Weeding the garden of your life

September 14, 2012

Remember Norman Vincent Peale?

Yeah, I know. There’s an entire generation or two that doesn’t.

But that’s ok. He was, after all, born in 1898.

Let’s just say he was the first big proponent of the power of positive thinking. Even before it was popular.

In fact, he had a book by that name. Besides being an author, he was a minister.

Positive thinking seemed to work well for him, as he lived until 1993. You do the math.

Today, Louise Hay (no spring chicken, herself) has picked up that mantle, writing prolifically on ways to heal our lives.  She’s big on affirmations and believes there’s power in what we tell ourselves about ourselves.

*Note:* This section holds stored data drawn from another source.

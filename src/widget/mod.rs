//! Widget types: the common contract and the tab bar itself.

mod core;
mod tab_bar;

pub use self::core::{Widget, WidgetFlags, WidgetId, WidgetResponse, WidgetState};
pub use tab_bar::{IconSource, IconVisual, TabBar, TabBarObserver, TabBarState};
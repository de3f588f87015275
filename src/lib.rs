//! # Pillbar
//!
//! A floating, pill-shaped tab bar widget with a morphing vector path and
//! spring-animated state transitions.
//!
//! ## Architecture
//!
//! ```text
//! ┌─────────────────────────────────────────────────────────┐
//! │                     WIDGET PIPELINE                      │
//! ├─────────────────────────────────────────────────────────┤
//! │  Pointer Input → TabBar Update → Springs → Commands     │
//! │       ↓               ↓             ↓           ↓        │
//! │   Hit Testing    Choreography   Settling   Host Draws   │
//! └─────────────────────────────────────────────────────────┘
//! ```
//!
//! The crate is renderer-agnostic: [`TabBar`] consumes per-frame pointer
//! state and a delta time, advances its animations, and emits
//! [`RenderCommand`]s that a host renderer turns into pixels. There is no
//! windowing, GPU, or OS dependency here.
//!
//! ## The two layouts
//!
//! The bar toggles between two icon layouts, [`TabBarState::Normal`] and
//! [`TabBarState::Options`]. Tapping the middle icon toggles the state;
//! tapping any other icon (or outside the bar) forces `Normal`. Icons are
//! rebuilt from the [`IconSource`] on every transition and repositioned
//! with damped springs; the state variable itself only changes once every
//! spring has settled.

#![deny(missing_docs)]
#![deny(unsafe_code)]
#![deny(clippy::all)]
#![warn(clippy::pedantic)]
#![deny(clippy::perf)]

pub mod animation;
pub mod config;
pub mod error;
pub mod input;
pub mod layout;
pub mod render;
pub mod shape;
pub mod style;
pub mod widget;

pub use animation::{Animation, Easing, Spring, Spring2D};
pub use config::{BarConfig, ResolvedConfig};
pub use error::ConfigError;
pub use input::PointerState;
pub use layout::{BarMetrics, Point, Rect};
pub use render::{CommandBuffer, RenderCommand, Shadow, Vertex};
pub use shape::{pill_path, CubicBezier, PathCommand};
pub use style::{BarStyle, Color};
pub use widget::{
    IconSource, IconVisual, TabBar, TabBarObserver, TabBarState, Widget, WidgetFlags, WidgetId,
    WidgetResponse, WidgetState,
};
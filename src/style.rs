//! Colors and the bar's configurable palette.

use serde::{Deserialize, Serialize};

/// RGBA color with components in `[0, 1]`.
#[derive(Debug, Clone, Copy, PartialEq, Serialize, Deserialize)]
pub struct Color {
    /// Red component.
    pub r: f32,
    /// Green component.
    pub g: f32,
    /// Blue component.
    pub b: f32,
    /// Alpha component.
    pub a: f32,
}

impl Color {
    /// Fully transparent.
    pub const TRANSPARENT: Self = Self::rgba(0.0, 0.0, 0.0, 0.0);
    /// Solid black.
    pub const BLACK: Self = Self::rgba(0.0, 0.0, 0.0, 1.0);
    /// Solid white.
    pub const WHITE: Self = Self::rgba(1.0, 1.0, 1.0, 1.0);

    /// Creates a color from RGBA components.
    #[must_use]
    pub const fn rgba(r: f32, g: f32, b: f32, a: f32) -> Self {
        Self { r, g, b, a }
    }

    /// Creates an opaque color from RGB components.
    #[must_use]
    pub const fn rgb(r: f32, g: f32, b: f32) -> Self {
        Self::rgba(r, g, b, 1.0)
    }

    /// Creates a color from a `0xRRGGBBAA` value.
    #[must_use]
    pub const fn hex(hex: u32) -> Self {
        let r = ((hex >> 24) & 0xFF) as f32 / 255.0;
        let g = ((hex >> 16) & 0xFF) as f32 / 255.0;
        let b = ((hex >> 8) & 0xFF) as f32 / 255.0;
        let a = (hex & 0xFF) as f32 / 255.0;
        Self::rgba(r, g, b, a)
    }

    /// Returns the same color with a different alpha.
    #[must_use]
    pub const fn with_alpha(self, a: f32) -> Self {
        Self::rgba(self.r, self.g, self.b, a)
    }

    /// Returns the same color with its alpha scaled by `factor`.
    #[must_use]
    pub fn faded(self, factor: f32) -> Self {
        Self::rgba(self.r, self.g, self.b, self.a * factor)
    }

    /// Linearly interpolates toward another color.
    #[must_use]
    pub fn lerp(self, other: Self, t: f32) -> Self {
        Self::rgba(
            self.r + (other.r - self.r) * t,
            self.g + (other.g - self.g) * t,
            self.b + (other.b - self.b) * t,
            self.a + (other.a - self.a) * t,
        )
    }

    /// Converts to an `[r, g, b, a]` array.
    #[must_use]
    pub const fn to_array(self) -> [f32; 4] {
        [self.r, self.g, self.b, self.a]
    }

    /// Returns true if every component is within `[0, 1]`.
    #[must_use]
    pub fn is_valid(self) -> bool {
        let in_range = |v: f32| (0.0..=1.0).contains(&v);
        in_range(self.r) && in_range(self.g) && in_range(self.b) && in_range(self.a)
    }
}

impl Default for Color {
    fn default() -> Self {
        Self::WHITE
    }
}

/// The bar's four configurable colors.
#[derive(Debug, Clone, Copy, PartialEq)]
pub struct BarStyle {
    /// Fill color of the pill path.
    pub shape_fill: Color,
    /// Background color of an active icon.
    pub icon_background: Color,
    /// Shadow color behind each icon.
    pub icon_shadow: Color,
    /// Background color of the bar body.
    pub bar_background: Color,
}

impl Default for BarStyle {
    fn default() -> Self {
        Self {
            shape_fill: Color::WHITE,
            icon_background: Color::WHITE,
            icon_shadow: Color::BLACK,
            bar_background: Color::WHITE,
        }
    }
}

#[cfg(test)]
mod tests {
    use super::*;

    #[test]
    fn test_color_lerp() {
        let mid = Color::BLACK.lerp(Color::WHITE, 0.5);
        assert!((mid.r - 0.5).abs() < 0.01);
        assert!((mid.g - 0.5).abs() < 0.01);
        assert!((mid.b - 0.5).abs() < 0.01);
    }

    #[test]
    fn test_color_hex() {
        let color = Color::hex(0xFF0000FF);
        assert!((color.r - 1.0).abs() < 0.01);
        assert!((color.g - 0.0).abs() < 0.01);
        assert!((color.a - 1.0).abs() < 0.01);
    }

    #[test]
    fn test_color_validity() {
        assert!(Color::WHITE.is_valid());
        assert!(!Color::rgba(1.5, 0.0, 0.0, 1.0).is_valid());
        assert!(!Color::rgba(0.0, 0.0, 0.0, -0.1).is_valid());
    }
}
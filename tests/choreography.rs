//! End-to-end choreography: show, tap, transition, hide.
//!
//! Drives the bar through whole animations with a simulated 60 Hz frame
//! loop and checks the observable contract: event ordering, deferred state
//! commits, and the resting geometry after each move.

use std::cell::RefCell;
use std::rc::Rc;

use pillbar::{
    BarConfig, CommandBuffer, IconSource, IconVisual, PointerState, RenderCommand, TabBar,
    TabBarObserver, TabBarState, Vertex, Widget, WidgetId,
};

const DT: f32 = 1.0 / 60.0;
const SCREEN_WIDTH: f32 = 400.0;
const SCREEN_HEIGHT: f32 = 800.0;

#[derive(Debug, Clone, PartialEq)]
enum Event {
    Selected(usize, TabBarState),
    WillAnimateFrom(TabBarState),
    DidAnimateTo(TabBarState),
}

struct Recorder {
    events: Rc<RefCell<Vec<Event>>>,
}

impl TabBarObserver for Recorder {
    fn did_select(&mut self, index: usize, state: TabBarState) {
        self.events.borrow_mut().push(Event::Selected(index, state));
    }

    fn will_animate_from(&mut self, state: TabBarState) {
        self.events.borrow_mut().push(Event::WillAnimateFrom(state));
    }

    fn did_animate_to(&mut self, state: TabBarState) {
        self.events.borrow_mut().push(Event::DidAnimateTo(state));
    }
}

struct Icons;

impl IconSource for Icons {
    fn icon_count(&self) -> usize {
        5
    }

    fn icon_for(&self, index: usize, state: TabBarState) -> IconVisual {
        match state {
            TabBarState::Normal => IconVisual::new(index as u32),
            TabBarState::Options => IconVisual::new(100 + index as u32),
        }
    }
}

fn harness() -> (TabBar, Rc<RefCell<Vec<Event>>>) {
    let config = BarConfig::default().resolve();
    let mut bar = TabBar::new(
        WidgetId::new(1),
        &config,
        SCREEN_WIDTH,
        SCREEN_HEIGHT,
        Box::new(Icons),
    );
    let events = Rc::new(RefCell::new(Vec::new()));
    bar.set_observer(Box::new(Recorder {
        events: Rc::clone(&events),
    }));
    (bar, events)
}

fn run_frames(bar: &mut TabBar, frames: usize) {
    let input = PointerState::new();
    for _ in 0..frames {
        bar.update(&input, DT);
    }
}

fn settle(bar: &mut TabBar) {
    run_frames(bar, 900);
    assert!(!bar.is_animating(), "bar failed to settle");
}

fn tap_at(bar: &mut TabBar, x: f32, y: f32) {
    let mut input = PointerState::new();
    input.press(x, y);
    bar.update(&input, DT);
}

#[test]
fn full_show_tap_transition_hide_cycle() {
    let (mut bar, events) = harness();
    assert!(bar.is_hidden());

    bar.show();
    settle(&mut bar);
    assert!(!bar.is_hidden());
    assert_eq!(bar.bar_state(), TabBarState::Normal);

    // Tap the middle icon: select fires with the pre-transition state,
    // the transition runs, then the commit event fires.
    let mid = bar.metrics().middle_index();
    let center = bar.icon_rect(mid).center();
    tap_at(&mut bar, center.x, center.y);

    assert_eq!(bar.bar_state(), TabBarState::Normal, "state must not change mid-flight");
    settle(&mut bar);
    assert_eq!(bar.bar_state(), TabBarState::Options);

    assert_eq!(
        events.borrow().as_slice(),
        &[
            Event::Selected(mid, TabBarState::Normal),
            Event::WillAnimateFrom(TabBarState::Normal),
            Event::DidAnimateTo(TabBarState::Options),
        ]
    );
    events.borrow_mut().clear();

    // Tap a non-middle icon: selection reports the options state, the bar
    // always lands back in normal.
    let first = bar.icon_rect(0).center();
    tap_at(&mut bar, first.x, first.y);
    settle(&mut bar);
    assert_eq!(bar.bar_state(), TabBarState::Normal);
    assert_eq!(
        events.borrow().first(),
        Some(&Event::Selected(0, TabBarState::Options))
    );

    bar.hide();
    settle(&mut bar);
    assert!(bar.is_hidden());
}

#[test]
fn tap_outside_the_bar_collapses_options() {
    let (mut bar, events) = harness();
    bar.show();
    settle(&mut bar);

    bar.set_state(TabBarState::Options);
    settle(&mut bar);
    events.borrow_mut().clear();

    tap_at(&mut bar, 2.0, 2.0);
    settle(&mut bar);

    assert_eq!(bar.bar_state(), TabBarState::Normal);
    // No selection happened; only the transition events fired.
    assert_eq!(
        events.borrow().as_slice(),
        &[
            Event::WillAnimateFrom(TabBarState::Options),
            Event::DidAnimateTo(TabBarState::Normal),
        ]
    );
}

#[test]
fn retargeting_runs_a_single_settle() {
    let (mut bar, events) = harness();
    bar.show();
    settle(&mut bar);
    events.borrow_mut().clear();

    // Start toward options, then reverse while in flight.
    bar.set_state(TabBarState::Options);
    run_frames(&mut bar, 3);
    bar.set_state(TabBarState::Normal);
    settle(&mut bar);

    assert_eq!(bar.bar_state(), TabBarState::Normal);
    let events = events.borrow();
    let commits = events
        .iter()
        .filter(|e| matches!(e, Event::DidAnimateTo(_)))
        .collect::<Vec<_>>();
    assert_eq!(commits, vec![&Event::DidAnimateTo(TabBarState::Normal)]);
}

#[test]
fn hide_then_immediate_show_ends_visible() {
    let (mut bar, _) = harness();
    bar.show();
    settle(&mut bar);

    bar.hide();
    bar.show();
    settle(&mut bar);

    assert!(!bar.is_hidden());
    assert_eq!(bar.bar_state(), TabBarState::Normal);
    for index in 0..5 {
        let rect = bar.icon_rect(index);
        let slot = bar.metrics().slot(index);
        let expected_y = if index == bar.metrics().middle_index() {
            slot.center().y - bar.metrics().icon_size
        } else {
            slot.center().y
        };
        assert!((rect.center().x - slot.center().x).abs() < 0.5);
        assert!((rect.center().y - expected_y).abs() < 0.5);
    }
}

#[test]
fn command_buffer_collects_a_full_frame() {
    let (mut bar, _) = harness();
    bar.show();
    settle(&mut bar);

    let mut buffer = CommandBuffer::new();
    buffer.begin_frame();
    bar.render(buffer.as_mut_vec());

    // Background, pill path, five icons.
    assert_eq!(buffer.len(), 7);

    // The pill path flattens into uploadable geometry.
    let Some(RenderCommand::Path { commands, fill, .. }) = buffer
        .commands()
        .iter()
        .find(|c| matches!(c, RenderCommand::Path { .. }))
    else {
        panic!("expected a path command");
    };
    let outline = pillbar::shape::flatten_path(commands, 16);
    let vertices = Vertex::fan(&outline, *fill);
    assert!(!vertices.is_empty());
    assert_eq!(vertices.len() % 3, 0);
}
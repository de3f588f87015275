//! # Geometry Benchmark
//!
//! The bar regenerates its pill path and slot layout whenever its bounds
//! change, which during a transition means every frame. Both must stay
//! comfortably inside a 60 Hz frame budget.
//!
//! Run with: `cargo bench`

#![allow(missing_docs)]

use criterion::{black_box, criterion_group, criterion_main, BenchmarkId, Criterion};
use pillbar::{pill_path, shape::flatten_path, BarMetrics, Color, Vertex};

fn bench_pill_path(c: &mut Criterion) {
    c.bench_function("pill_path", |b| {
        b.iter(|| black_box(pill_path(black_box(280.0), black_box(56.0))));
    });
}

fn bench_flatten_and_fan(c: &mut Criterion) {
    let mut group = c.benchmark_group("flatten_and_fan");
    let path = pill_path(280.0, 56.0);

    for segments in [8, 16, 32] {
        group.bench_with_input(
            BenchmarkId::from_parameter(segments),
            &segments,
            |b, &segments| {
                b.iter(|| {
                    let outline = flatten_path(black_box(&path), segments);
                    black_box(Vertex::fan(&outline, Color::WHITE))
                });
            },
        );
    }

    group.finish();
}

fn bench_slot_layout(c: &mut Criterion) {
    c.bench_function("slot_layout_5_icons", |b| {
        let metrics = BarMetrics::new(5, 40.0, 8.0, 16.0, 400.0, 800.0);
        b.iter(|| {
            let mut acc = 0.0_f32;
            for i in 0..metrics.icon_count {
                acc += black_box(metrics.slot(i)).x;
            }
            acc
        });
    });
}

criterion_group!(
    benches,
    bench_pill_path,
    bench_flatten_and_fan,
    bench_slot_layout
);
criterion_main!(benches);
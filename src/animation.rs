//! Eased values and damped springs.
//!
//! Two kinds of motion drive the bar. Color and alpha fades use eased
//! [`Animation`] values; everything positional (entrance, exit, the
//! normal/options choreography) uses [`Spring`] physics so the settle has
//! the oscillating character the bar is known for.

/// Easing function for [`Animation`] values.
#[derive(Debug, Clone, Copy, PartialEq, Eq, Default)]
pub enum Easing {
    /// Linear interpolation.
    Linear,
    /// Exponential ease-out (fast snap to target).
    #[default]
    ExponentialOut,
    /// Exponential ease-in (accelerating).
    ExponentialIn,
    /// Instant (no animation).
    Instant,
}

impl Easing {
    /// Applies the easing function to a progress value in `[0, 1]`.
    #[must_use]
    pub fn apply(self, t: f32) -> f32 {
        let t = t.clamp(0.0, 1.0);
        match self {
            Self::Linear => t,
            Self::ExponentialOut => {
                if t >= 1.0 {
                    1.0
                } else {
                    1.0 - 2.0_f32.powf(-10.0 * t)
                }
            }
            Self::ExponentialIn => {
                if t <= 0.0 {
                    0.0
                } else {
                    2.0_f32.powf(10.0 * (t - 1.0))
                }
            }
            Self::Instant => 1.0,
        }
    }
}

/// A single eased scalar value.
#[derive(Debug, Clone)]
pub struct Animation {
    current: f32,
    target: f32,
    start: f32,
    progress: f32,
    duration: f32,
    easing: Easing,
}

impl Animation {
    /// Default animation duration in seconds.
    pub const DEFAULT_DURATION: f32 = 0.4;

    /// Creates a new animation resting at the given value.
    #[must_use]
    pub fn new(value: f32, easing: Easing) -> Self {
        Self {
            current: value,
            target: value,
            start: value,
            progress: 1.0,
            duration: Self::DEFAULT_DURATION,
            easing,
        }
    }

    /// Sets a custom duration in seconds.
    #[must_use]
    pub fn with_duration(mut self, duration: f32) -> Self {
        self.duration = duration;
        self
    }

    /// Returns the current value.
    #[must_use]
    pub fn value(&self) -> f32 {
        self.current
    }

    /// Returns the target value.
    #[must_use]
    pub fn target(&self) -> f32 {
        self.target
    }

    /// Returns true once the value has reached its target.
    #[must_use]
    pub fn is_complete(&self) -> bool {
        self.progress >= 1.0
    }

    /// Starts animating from the current value toward a new target.
    pub fn set_target(&mut self, target: f32) {
        if (target - self.target).abs() > f32::EPSILON {
            self.start = self.current;
            self.target = target;
            self.progress = 0.0;
        }
    }

    /// Jumps to a value without animating.
    pub fn set_immediate(&mut self, value: f32) {
        self.current = value;
        self.target = value;
        self.start = value;
        self.progress = 1.0;
    }

    /// Advances the animation by `dt` seconds.
    pub fn update(&mut self, dt: f32) {
        if self.progress >= 1.0 {
            return;
        }
        if self.duration > 0.0 {
            self.progress += dt / self.duration;
        } else {
            self.progress = 1.0;
        }
        self.progress = self.progress.min(1.0);

        let eased = self.easing.apply(self.progress);
        self.current = self.start + (self.target - self.start) * eased;
        if self.progress >= 1.0 {
            self.current = self.target;
        }
    }
}

impl Default for Animation {
    fn default() -> Self {
        Self::new(0.0, Easing::ExponentialOut)
    }
}

/// A damped-spring scalar value.
///
/// Integrated with semi-implicit Euler: `F = -k*x - c*v`. The defaults are
/// slightly underdamped so targets are approached with a visible overshoot
/// and settle, matching the bar's entrance and transition curves.
#[derive(Debug, Clone)]
pub struct Spring {
    current: f32,
    target: f32,
    velocity: f32,
    stiffness: f32,
    damping: f32,
    mass: f32,
    settled: bool,
}

impl Spring {
    /// Default spring stiffness.
    pub const DEFAULT_STIFFNESS: f32 = 170.0;
    /// Default damping coefficient (underdamped).
    pub const DEFAULT_DAMPING: f32 = 18.0;
    /// Displacement/velocity threshold below which the spring settles.
    pub const SETTLE_THRESHOLD: f32 = 0.05;

    /// Creates a spring resting at the given value.
    #[must_use]
    pub fn new(value: f32) -> Self {
        Self {
            current: value,
            target: value,
            velocity: 0.0,
            stiffness: Self::DEFAULT_STIFFNESS,
            damping: Self::DEFAULT_DAMPING,
            mass: 1.0,
            settled: true,
        }
    }

    /// Sets the spring stiffness (higher is faster).
    #[must_use]
    pub fn with_stiffness(mut self, stiffness: f32) -> Self {
        self.stiffness = stiffness;
        self
    }

    /// Sets the damping coefficient (lower oscillates more).
    #[must_use]
    pub fn with_damping(mut self, damping: f32) -> Self {
        self.damping = damping;
        self
    }

    /// Sets an initial velocity, kicking the spring even at its target.
    #[must_use]
    pub fn with_velocity(mut self, velocity: f32) -> Self {
        self.velocity = velocity;
        self.settled = false;
        self
    }

    /// Returns the current value.
    #[must_use]
    pub fn value(&self) -> f32 {
        self.current
    }

    /// Returns the target value.
    #[must_use]
    pub fn target(&self) -> f32 {
        self.target
    }

    /// Returns true once the spring has come to rest at its target.
    #[must_use]
    pub fn is_settled(&self) -> bool {
        self.settled
    }

    /// Retargets the spring, keeping current value and velocity.
    pub fn set_target(&mut self, target: f32) {
        self.target = target;
        self.settled = false;
    }

    /// Jumps to a value at rest, without animating.
    pub fn set_immediate(&mut self, value: f32) {
        self.current = value;
        self.target = value;
        self.velocity = 0.0;
        self.settled = true;
    }

    /// Advances the physics by `dt` seconds.
    pub fn update(&mut self, dt: f32) {
        if self.settled {
            return;
        }

        let displacement = self.current - self.target;
        let spring_force = -self.stiffness * displacement;
        let damping_force = -self.damping * self.velocity;
        let acceleration = (spring_force + damping_force) / self.mass;

        self.velocity += acceleration * dt;
        self.current += self.velocity * dt;

        if (self.current - self.target).abs() < Self::SETTLE_THRESHOLD
            && self.velocity.abs() < Self::SETTLE_THRESHOLD
        {
            self.current = self.target;
            self.velocity = 0.0;
            self.settled = true;
        }
    }
}

/// A spring-animated 2D position.
#[derive(Debug, Clone)]
pub struct Spring2D {
    /// X component spring.
    pub x: Spring,
    /// Y component spring.
    pub y: Spring,
}

impl Spring2D {
    /// Creates a 2D spring resting at the given position.
    #[must_use]
    pub fn new(x: f32, y: f32) -> Self {
        Self {
            x: Spring::new(x),
            y: Spring::new(y),
        }
    }

    /// Applies stiffness to both components.
    #[must_use]
    pub fn with_stiffness(mut self, stiffness: f32) -> Self {
        self.x = self.x.with_stiffness(stiffness);
        self.y = self.y.with_stiffness(stiffness);
        self
    }

    /// Applies damping to both components.
    #[must_use]
    pub fn with_damping(mut self, damping: f32) -> Self {
        self.x = self.x.with_damping(damping);
        self.y = self.y.with_damping(damping);
        self
    }

    /// Returns the current position.
    #[must_use]
    pub fn value(&self) -> (f32, f32) {
        (self.x.value(), self.y.value())
    }

    /// Retargets both components.
    pub fn set_target(&mut self, x: f32, y: f32) {
        self.x.set_target(x);
        self.y.set_target(y);
    }

    /// Jumps both components to a resting position.
    pub fn set_immediate(&mut self, x: f32, y: f32) {
        self.x.set_immediate(x);
        self.y.set_immediate(y);
    }

    /// Advances both components by `dt` seconds.
    pub fn update(&mut self, dt: f32) {
        self.x.update(dt);
        self.y.update(dt);
    }

    /// Returns true once both components are at rest.
    #[must_use]
    pub fn is_settled(&self) -> bool {
        self.x.is_settled() && self.y.is_settled()
    }
}

#[cfg(test)]
mod tests {
    use super::*;

    #[test]
    fn test_animation_reaches_target() {
        let mut anim = Animation::new(0.0, Easing::ExponentialOut);
        anim.set_target(100.0);

        for _ in 0..60 {
            anim.update(1.0 / 60.0);
        }

        assert!((anim.value() - 100.0).abs() < 0.01);
        assert!(anim.is_complete());
    }

    #[test]
    fn test_spring_settles_at_target() {
        let mut spring = Spring::new(0.0);
        spring.set_target(50.0);

        for _ in 0..600 {
            spring.update(1.0 / 60.0);
        }

        assert!(spring.is_settled());
        assert!((spring.value() - 50.0).abs() < f32::EPSILON);
    }

    #[test]
    fn test_spring_overshoots_before_settling() {
        let mut spring = Spring::new(0.0).with_damping(8.0);
        spring.set_target(10.0);

        let mut max = 0.0_f32;
        for _ in 0..600 {
            spring.update(1.0 / 60.0);
            max = max.max(spring.value());
        }

        assert!(max > 10.0, "underdamped spring should overshoot: {max}");
        assert!(spring.is_settled());
    }

    #[test]
    fn test_spring_retarget_keeps_momentum() {
        let mut spring = Spring::new(0.0);
        spring.set_target(100.0);
        for _ in 0..5 {
            spring.update(1.0 / 60.0);
        }
        let midway = spring.value();

        spring.set_target(0.0);
        assert!(!spring.is_settled());
        assert!((spring.value() - midway).abs() < f32::EPSILON);
    }

    #[test]
    fn test_set_immediate_rests() {
        let mut spring = Spring::new(0.0);
        spring.set_target(30.0);
        spring.set_immediate(30.0);
        assert!(spring.is_settled());
        assert!((spring.value() - 30.0).abs() < f32::EPSILON);
    }
}
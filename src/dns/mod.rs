//! DNS Resolution Module
//!
//! Pluggable, blocking DNS resolution:
//! - System resolver (getaddrinfo)
//! - Hostname-to-IP override mechanism
//! - A shareable cache of addresses that accepted a connection
//!
//! # Example
//!
//! ```rust,ignore
//! use latticenet::dns::{GaiResolver, Name, Resolve};
//!
//! let resolver = GaiResolver::new();
//! for addr in resolver.resolve(&Name::new("example.com"))? {
//!     println!("Resolved: {}", addr);
//! }
//! ```

mod cache;
mod gai;
mod resolve;

pub use cache::DnsCache;
pub use gai::{GaiResolver, SocketAddrs};
pub use resolve::{Addrs, DnsResolverWithOverrides, Name, Resolve};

She advises us to pluck negative thoughts like weeds.

Love that image.

And she’s right.

Negative thoughts suffocate the beauty of life, just as weeds stand in the way of a lovely flower garden.  Sometimes they sneak up on us. But eventually, they crowd out all the good stuff in life.

What negative thoughts can you pluck today to make room for the positive?

One comment on “Weeding the garden of your life
  1. Sylvie says:

    I like the book Smile or Die by Barbara Ehrenreich.

    I believe the positive thinking culture has spawned an unhealthy tendency to deny real and legitimate feelings and contributed to blurring lines between actual negativity and healthily realistic. Often the focus is on thinking positive without mentioning the other steps to becoming enlightened, so there’s a large part of the equation missing.

    I also believe that the continual push to be positive or else contributes to stress and depression because there is pressure to be absolutely positive about everything in order to “fit in” or risk being ostracised for having feelings that are anything less than 110% positive (such as Barbara found when she got breast cancer).

    There are many resources out there that insist one eliminates anyone from your life who is not positive – that is often taken to mean people who challenge you, have differing beliefs, etc etc. The message is often to surround yourself only with people who think like you do, don’t question you or cause you any (healthy) discomfort.

    I was reminded of this recently when I read the comments on another blog (a blog about bipolar depression) where the young lady commenting noted that in her country there has been advertising to educate the public that depression isn’t a sign of weakness and people suffering depression are encouraged to reach out for support. The young lady noted that everyone who she had tried to reach out to told her she was being a downer or she should just eat some chocolate or something.

    Barbara’s book raises many good points that have resulted from the Smile or Die culture. I believe that top of the list are the decline in empathy and the rise of narcissism. It’s a fascinating book and well worth a read.

    This is not to suggest that being grateful for what one has or any other positive reinforcement of one’s self or position in life is wrong. I just personally believe that many have taken it too far and literally turned it into Smile or Die.